For the next few months I’m going to try writing a blog post at the beginning of the month checking in about what’s new in my life.
Health Check In:
I am continuing to feel more energy which is awesome! I am not back to my energy levels when I was 30, and truthfully I wan’t that active of a 30 year old so this is kind of a low bar, but compared with where I was a year ago — even 6 months, 2 months ago — I can see definite improvement!
I am learning that it is way easier to take care of myself when I feel like shit than it is to take time for myself when I feel kind of ok. I’m running face to face with a part of me that apparently believes that if I’m not exhausted I should be productive. So for a few weeks I was experiencing some real highs and lows. I would have a couple of days filled with activities, teaching, practicing, writing, house cleaning, etc… and then I would crash and feel really angry and upset about it. It was not fun to live like that. Nor was I fun to live with!
So I am trying something different, namely learning to take care of myself at the first signs of fatigue rather than after I’m facing a wall of exhaustion. Rather than pushing myself harder in those moments of fatigue, I’m learning how to be soft with myself. And then I have to be understanding with myself that I will feel emotional and undeserving when I do this. The plus side is when I let myself rest, and rejuvenate when I want to, I find the next day I wake up, you know, actually restored.

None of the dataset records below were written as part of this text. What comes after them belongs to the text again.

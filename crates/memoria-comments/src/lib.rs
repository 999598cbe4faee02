//! Access-code gated comments for memorial pages.
//!
//! This crate holds the headless state machines behind a memorial's comment
//! section. Visitors read comments freely; posting requires an access code
//! that grants one of two tiers:
//!
//! - **familiar**: may post top-level comments
//! - **cliente**: may also reply to comments
//!
//! # Architecture
//!
//! The crate provides:
//! - [`CommentService`] and [`ModerationService`] traits for the remote API
//! - [`AccessGate`] turning a typed code into an [`AccessSession`], stored in
//!   an injected [`SessionStore`] shared by every panel
//! - [`CommentPanel`] for the public view and [`ModerationPanel`] for the
//!   administrator
//! - [`UiEvent`]s (status notices and focus requests) the host UI drains
//!   instead of the core touching any rendering primitive
//! - `MockCommentService` for testing (behind `mock` feature flag)
//!
//! # Example
//!
//! ```ignore
//! use std::sync::Arc;
//! use memoria_comments::{CommentPanel, MemorySessionStore};
//!
//! let store = Arc::new(MemorySessionStore::new());
//! let mut panel = CommentPanel::new("qr-ana", service, store);
//! panel.initialize()?;
//! panel.validate_code("FAM-2025")?;
//! panel.comment_form_mut().mensaje = "Descanse en paz".to_owned();
//! panel.post_comment()?;
//! ```

mod display;
mod error;
mod gate;
#[cfg(any(test, feature = "mock"))]
pub mod mock;
mod moderation;
mod pager;
mod panel;
mod service;
mod session;
mod signal;
mod types;

pub use display::{FECHA_PLACEHOLDER, format_fecha, format_fecha_in};
pub use error::{CommentError, GENERIC_ERROR_MESSAGE, ServiceError};
pub use gate::{AccessGate, DEFAULT_SESSION_TTL, SessionLookup};
pub use moderation::{
    ADMIN_PAGE_SIZE, DELETE_COMMENT_PROMPT, DELETE_REPLY_PROMPT, ModerationPanel,
};
pub use pager::{CommentPager, PageTicket};
pub use panel::{CommentPanel, DEFAULT_PAGE_SIZE, PanelState, ReplyForm};
pub use service::{CommentService, ModerationService};
pub use session::{AccessSession, MemorySessionStore, SessionStore};
pub use signal::{
    Confirm, Field, LONG_NOTICE_DISMISS, NOTICE_DISMISS, Notice, NoticeKind, UiEvent,
};
pub use types::{
    ANONYMOUS_NAME, Comment, CommentConfiguration, CommentInput, CommentPage, GeneratedCodes,
    MemorialCodes, ModerationSettings, NewComment, Nivel, Pagination, Permiso, Relacion, Reply,
    ValidatedAccess,
};
//! Moderation payloads.
//!
//! The server names the family code `codigoComentarios` and the enabled flag
//! `comentariosHabilitados`; the mapping below renames them.

use memoria_comments::{GeneratedCodes, MemorialCodes, ModerationSettings};
use serde::{Deserialize, Serialize};

/// Memorial record, reduced to the stored access codes.
///
/// The record arrives under `memorial`, under `data`, or at the top level.
#[derive(Debug, Deserialize)]
pub(crate) struct MemorialResponse {
    #[serde(default)]
    memorial: Option<WireCodes>,
    #[serde(default)]
    data: Option<WireCodes>,
    #[serde(flatten)]
    top_level: WireCodes,
}

#[derive(Debug, Default, Deserialize)]
#[serde(rename_all = "camelCase")]
struct WireCodes {
    #[serde(default)]
    codigo_comentarios: Option<String>,
    #[serde(default)]
    codigo_cliente: Option<String>,
}

impl From<MemorialResponse> for MemorialCodes {
    fn from(wire: MemorialResponse) -> Self {
        let codes = wire.memorial.or(wire.data).unwrap_or(wire.top_level);
        Self {
            codigo_familiar: codes.codigo_comentarios.filter(|c| !c.is_empty()),
            codigo_cliente: codes.codigo_cliente.filter(|c| !c.is_empty()),
        }
    }
}

/// Save request body.
#[derive(Debug, Serialize)]
#[serde(rename_all = "camelCase")]
pub(crate) struct SaveSettingsBody<'a> {
    codigo_comentarios: &'a str,
    codigo_cliente: &'a str,
    comentarios_habilitados: bool,
    mensaje: &'a str,
}

impl<'a> From<&'a ModerationSettings> for SaveSettingsBody<'a> {
    fn from(settings: &'a ModerationSettings) -> Self {
        Self {
            codigo_comentarios: &settings.codigo_familiar,
            codigo_cliente: &settings.codigo_cliente,
            comentarios_habilitados: settings.habilitados,
            mensaje: &settings.mensaje,
        }
    }
}

/// Save response; the stored config is echoed back when the server has it.
#[derive(Debug, Deserialize)]
pub(crate) struct SaveResponse {
    #[serde(default)]
    config: Option<WireSavedConfig>,
}

#[derive(Debug, Deserialize)]
#[serde(rename_all = "camelCase")]
struct WireSavedConfig {
    #[serde(default)]
    codigo_comentarios: Option<String>,
    #[serde(default)]
    codigo_cliente: Option<String>,
    #[serde(default)]
    comentarios_habilitados: Option<bool>,
    #[serde(default)]
    mensaje: Option<String>,
}

impl SaveResponse {
    /// Stored settings, filling gaps from what was sent.
    pub(crate) fn into_settings(self, sent: &ModerationSettings) -> ModerationSettings {
        let Some(config) = self.config else {
            return sent.clone();
        };
        ModerationSettings {
            codigo_familiar: config
                .codigo_comentarios
                .unwrap_or_else(|| sent.codigo_familiar.clone()),
            codigo_cliente: config
                .codigo_cliente
                .unwrap_or_else(|| sent.codigo_cliente.clone()),
            habilitados: config.comentarios_habilitados.unwrap_or(sent.habilitados),
            mensaje: config.mensaje.unwrap_or_else(|| sent.mensaje.clone()),
        }
    }
}

/// Both generated codes.
#[derive(Debug, Deserialize)]
#[serde(rename_all = "camelCase")]
pub(crate) struct GeneratedCodesResponse {
    codigo_comentarios: String,
    codigo_cliente: String,
}

impl From<GeneratedCodesResponse> for GeneratedCodes {
    fn from(wire: GeneratedCodesResponse) -> Self {
        Self {
            codigo_familiar: wire.codigo_comentarios,
            codigo_cliente: wire.codigo_cliente,
        }
    }
}

/// Generated client code.
#[derive(Debug, Deserialize)]
#[serde(rename_all = "camelCase")]
pub(crate) struct ClientCodeResponse {
    pub(crate) codigo_cliente: String,
}

#[cfg(test)]
mod tests {
    use super::*;
    use crate::types::parse_envelope;
    use pretty_assertions::assert_eq;

    #[test]
    fn test_memorial_codes_under_memorial_key() {
        let wire: MemorialResponse = parse_envelope(
            r#"{"success":true,"memorial":{"nombre":"Ana","codigoComentarios":"FAM-2025","codigoCliente":""}}"#,
        )
        .unwrap();

        assert_eq!(
            MemorialCodes::from(wire),
            MemorialCodes {
                codigo_familiar: Some("FAM-2025".to_owned()),
                codigo_cliente: None,
            }
        );
    }

    #[test]
    fn test_memorial_codes_at_top_level() {
        let wire: MemorialResponse =
            parse_envelope(r#"{"codigoComentarios":"FAM-1","codigoCliente":"CLI-1"}"#).unwrap();

        let codes = MemorialCodes::from(wire);
        assert_eq!(codes.codigo_familiar.as_deref(), Some("FAM-1"));
        assert_eq!(codes.codigo_cliente.as_deref(), Some("CLI-1"));
    }

    #[test]
    fn test_save_body_uses_server_field_names() {
        let settings = ModerationSettings {
            codigo_familiar: "FAM-1".to_owned(),
            codigo_cliente: "CLI-1".to_owned(),
            habilitados: true,
            mensaje: "Bienvenidos".to_owned(),
        };

        let json = serde_json::to_value(SaveSettingsBody::from(&settings)).unwrap();

        assert_eq!(
            json,
            serde_json::json!({
                "codigoComentarios": "FAM-1",
                "codigoCliente": "CLI-1",
                "comentariosHabilitados": true,
                "mensaje": "Bienvenidos",
            })
        );
    }

    #[test]
    fn test_save_response_falls_back_to_sent_values() {
        let sent = ModerationSettings {
            codigo_familiar: "FAM-1".to_owned(),
            codigo_cliente: "CLI-1".to_owned(),
            habilitados: true,
            mensaje: String::new(),
        };
        let wire: SaveResponse = parse_envelope(
            r#"{"success":true,"config":{"comentariosHabilitados":false}}"#,
        )
        .unwrap();

        let saved = wire.into_settings(&sent);

        assert!(!saved.habilitados);
        assert_eq!(saved.codigo_familiar, "FAM-1");
    }
}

Part of the reason that I’ve decided to post once a month and make it a general check in is that while I’m writing a lot (for me) I’m not thinking in blog posts right now. Not that I was ever a prolific blogger, but for awhile I was having a lot of fun with the book crush posts. And I may throw one in now and then again… if I feel like it. But my journalling has been turning into story ideas, some poems, and essays that I want to explore. I’m not sure if I will publish them on my blog, or submit them somewhere else, or maybe just keep them for myself.
In other creative news I am knitting now! Or if you follow my social media and already know this, I’m still knitting. I just started last November and am only growing more intrigued by what one can make with yarn. It has been therapeutic to be creating something when all my brain can’t think straight enough to read… or even converse well with others. Working with beautiful yarn that feels good in my hands is a bonus as well. I feel like a part of me is being soothed and comforted.
What’s new is that I’m co-leading a 6 week series titled Intentional Living. I loveit! I feel this last couple years, as my choices in life got seemingly smaller, how I worked with my focus became all the more important. My partner in this journey is Chris Dembiec. We come from delightfully different angles on this and it’s so fun to work with him. I’ll tell you more when more sessions are scheduled.
I’m also leading a yoga Mini-Retreat on May 19th. I’ve been dreaming of this since I completed my Advanced Forrest Yoga Teacher Training two years ago. I was so inspired by the long morning practices starting with meditation and ritual, leading into a luxurious practice where there was time really prepare for apex poses. This is also a way to say thank you to my students this last year. Their belief in me — and the fact that they were dedicated enough to keep showing up for classes — made it possible for me to continue teaching even when I wasn’t at my best. The fact that my body remains strong is helping my recovery, but it would have been so much harder to remain disciplined in this area if I wasn’t responsible for teaching others.